《 9月6日 》

B.C  ( 4 7 5 0 m ) ⇒ C.1  ( 5 5 0 0 m ) ⇒ B.C  ( 4 7 5 0 m )

    9月6日、B.Cに来てから4日が過ぎ、そろそろこの高さにも順応したかと思ったが、夜中に軽い頭痛で3回も目が覚めた。 SPO2を測るといずれも70台前半だったが、起き上って水を飲んだりしていると2〜3分で80台まで上がるので、深呼吸はしないでまた横になる。 長期にわたる今回の遠征ではごまかしはきかないので、B.Cでは小手先だけの順応のための深呼吸はあえてせず、水分摂取に重点を置くことを心掛けた。
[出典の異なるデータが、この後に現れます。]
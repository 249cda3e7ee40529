//! Run Controller: one full scan pass over the source channels.
//!
//! Orchestration only — every decision lives in the component crates. The
//! controller owns the explicit [`RunState`] (caps, within-run dedup set,
//! skip tally) so cap enforcement is deterministic and unit-testable
//! against an in-memory gateway.

use std::collections::{BTreeMap, HashSet};
use std::time::Duration;

use chrono::Utc;

use dealrelay_affiliate::AffiliateResolver;
use dealrelay_core::{AppConfig, CandidateMessage, SkipReason};
use dealrelay_deals::{classify, extract_links, parse_hints, ClassifyPolicy, RedirectResolver};
use dealrelay_rewrite::{extract_tagged_ids, CopyRewriter};
use dealrelay_telegram::MessageGateway;

/// Per-channel skip-reason counts, keyed by stable reason code for
/// deterministic summary output.
#[derive(Debug, Default)]
pub struct SkipTally {
    per_channel: BTreeMap<String, BTreeMap<&'static str, usize>>,
}

impl SkipTally {
    fn record(&mut self, channel: &str, reason: SkipReason) {
        *self
            .per_channel
            .entry(channel.to_owned())
            .or_default()
            .entry(reason.code())
            .or_insert(0) += 1;
    }

    #[must_use]
    pub fn count(&self, channel: &str, reason: SkipReason) -> usize {
        self.per_channel
            .get(channel)
            .and_then(|m| m.get(reason.code()))
            .copied()
            .unwrap_or(0)
    }

    #[must_use]
    pub fn total(&self) -> usize {
        self.per_channel
            .values()
            .flat_map(BTreeMap::values)
            .sum()
    }

    fn log_summary(&self) {
        for (channel, reasons) in &self.per_channel {
            for (reason, count) in reasons {
                tracing::info!(channel = %channel, reason = %reason, count, "skip tally");
            }
        }
    }
}

/// Process-scoped run state; initialized at run start, discarded at run
/// end. Cross-run memory is only what [`RunState::history_ids`] carries in
/// from the destination channel's recent history.
struct RunState {
    published: usize,
    handled_ids: HashSet<String>,
    history_ids: HashSet<String>,
    tally: SkipTally,
}

/// What one run did, for the caller's exit logging.
#[derive(Debug)]
pub struct RunReport {
    pub published: usize,
    pub skipped: usize,
    pub tally: SkipTally,
}

pub struct RunController<'a> {
    config: &'a AppConfig,
    gateway: &'a dyn MessageGateway,
    redirects: &'a RedirectResolver,
    affiliates: &'a AffiliateResolver,
    rewriter: &'a CopyRewriter,
    policy: ClassifyPolicy,
}

impl<'a> RunController<'a> {
    pub fn new(
        config: &'a AppConfig,
        gateway: &'a dyn MessageGateway,
        redirects: &'a RedirectResolver,
        affiliates: &'a AffiliateResolver,
        rewriter: &'a CopyRewriter,
    ) -> Self {
        Self {
            config,
            gateway,
            redirects,
            affiliates,
            rewriter,
            policy: ClassifyPolicy::from_config(config),
        }
    }

    /// Runs one full scan pass.
    ///
    /// Never fails: collaborator errors degrade to per-candidate or
    /// per-channel skips. Configuration errors are the caller's problem and
    /// were ruled out before construction.
    pub async fn execute(&self) -> RunReport {
        tracing::info!(config = ?self.config, "preflight");

        let mut state = RunState {
            published: 0,
            handled_ids: HashSet::new(),
            history_ids: self.load_history().await,
            tally: SkipTally::default(),
        };

        'channels: for channel in &self.config.source_channels {
            tracing::info!(channel = %channel, "scanning channel");

            let messages = match self
                .gateway
                .recent_messages(channel, self.config.max_messages_per_channel)
                .await
            {
                Ok(messages) => messages,
                Err(e) => {
                    tracing::error!(channel = %channel, error = %e, "channel fetch failed");
                    continue;
                }
            };

            for message in &messages {
                if state.published >= self.config.max_posts_per_run {
                    tracing::info!(
                        cap = self.config.max_posts_per_run,
                        "publish cap reached, stopping scan"
                    );
                    break 'channels;
                }

                match self.process_candidate(message, &mut state).await {
                    Ok(()) => {
                        state.published += 1;
                        // Cooldown applies between successful publishes
                        // only, never after skips.
                        if !self.config.dry_run && self.config.post_cooldown_secs > 0 {
                            tokio::time::sleep(Duration::from_secs(
                                self.config.post_cooldown_secs,
                            ))
                            .await;
                        }
                    }
                    Err(reason) => {
                        tracing::info!(
                            channel = %message.channel,
                            message_id = message.id,
                            reason = %reason,
                            "candidate skipped"
                        );
                        state.tally.record(channel, reason);
                    }
                }
            }
        }

        state.tally.log_summary();
        RunReport {
            published: state.published,
            skipped: state.tally.total(),
            tally: state.tally,
        }
    }

    /// Seeds cross-run dedup from the destination channel's recent tags.
    /// Failure here degrades to within-run dedup only.
    async fn load_history(&self) -> HashSet<String> {
        match self
            .gateway
            .destination_history(&self.config.target_channel, self.config.history_scan_depth)
            .await
        {
            Ok(texts) => {
                let ids: HashSet<String> = texts
                    .iter()
                    .flat_map(|text| extract_tagged_ids(text))
                    .collect();
                tracing::info!(count = ids.len(), "destination history loaded");
                ids
            }
            Err(e) => {
                tracing::warn!(
                    error = %e,
                    "history load failed; cross-run dedup disabled for this run"
                );
                HashSet::new()
            }
        }
    }

    /// Full pipeline for one candidate: extract, classify, resolve, rewrite,
    /// guard, publish. Returns the skip reason of the first stage that
    /// rejects.
    async fn process_candidate(
        &self,
        message: &CandidateMessage,
        state: &mut RunState,
    ) -> Result<(), SkipReason> {
        let links = extract_links(&message.text);
        classify(message, &links, &self.policy, Utc::now())?;

        let first = links.first().ok_or(SkipReason::NoLink)?;
        let resolved = self.redirects.resolve(first).await;

        if let Some(id) = &resolved.product_id {
            if state.handled_ids.contains(id) || state.history_ids.contains(id) {
                return Err(SkipReason::Duplicate);
            }
        }

        let affiliate_link = self
            .affiliates
            .resolve(&resolved.normalized_url)
            .await
            .map_err(|e| {
                tracing::warn!(
                    url = %resolved.normalized_url,
                    error = %e,
                    "affiliate resolution failed"
                );
                SkipReason::AffiliateResolutionFailed
            })?;

        let hints = parse_hints(&message.text);
        let post = self
            .rewriter
            .compose(
                &message.text,
                &hints,
                &affiliate_link,
                resolved.product_id.as_deref(),
            )
            .await;

        if self.config.dry_run {
            tracing::info!(
                channel = %self.config.target_channel,
                body = %post.body,
                "dry-run: would publish"
            );
        } else {
            self.gateway
                .publish(&self.config.target_channel, &post.body)
                .await
                .map_err(|e| {
                    tracing::error!(
                        channel = %self.config.target_channel,
                        error = %e,
                        "publish failed"
                    );
                    SkipReason::PublishFailed
                })?;
            tracing::info!(
                product_id = post.product_id.as_deref().unwrap_or("none"),
                "deal published"
            );
        }

        if let Some(id) = post.product_id {
            state.handled_ids.insert(id);
        }
        Ok(())
    }
}

#[cfg(test)]
#[path = "controller_test.rs"]
mod tests;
    今日は高所順応の第1ステージとして、日帰りでC.1(5500m)まで往復する。 6時起床で7時朝食と、いつもより1時間早いスケジュールで7時半にB.Cを出発する。 今日もまずまずの晴天だが、今までの天気の傾向からすると午後はまた天気が崩れるだろう。 テントサイトの背後のガレ場をケルンに導かれて登っていくが、意外と踏み跡はあまり明瞭ではない。 今日も外国人隊員達はどんどん先行し、すぐに姿が見えなくなった。 圧倒的な高さで聳えているマナスルを望みながら、彼らの速いペースに惑わされることなくゆっくりしたペースでモレーンの背を登る。 1時間ほど登ると大きな岩壁に突き当たり、左から回り込むようにして岩場に取り付く。 岩場にはフィックスロープが張られていたが、ロープは昨日の訓練で使ったものと同じ材質のナイロンだった。 ロープを掴むだけでも登れそうだったが、練習のためユマールをセットして登る。 氷河の融水が流れている滑りやすい岩場を通過すると、カトマンドゥからB.Cまで荷物の運搬に使われた青い樽が2つ置かれ、その先が氷河の取り付きになっていた。 ここは“クランポン・ポイント”と呼ばれ、この樽にアイゼンやピッケルなどの登攀具をデポすることになっていた。 また、ここはB.CとC.1の中間のチェックポスト(無線で本部に連絡する場所)にもなっていた。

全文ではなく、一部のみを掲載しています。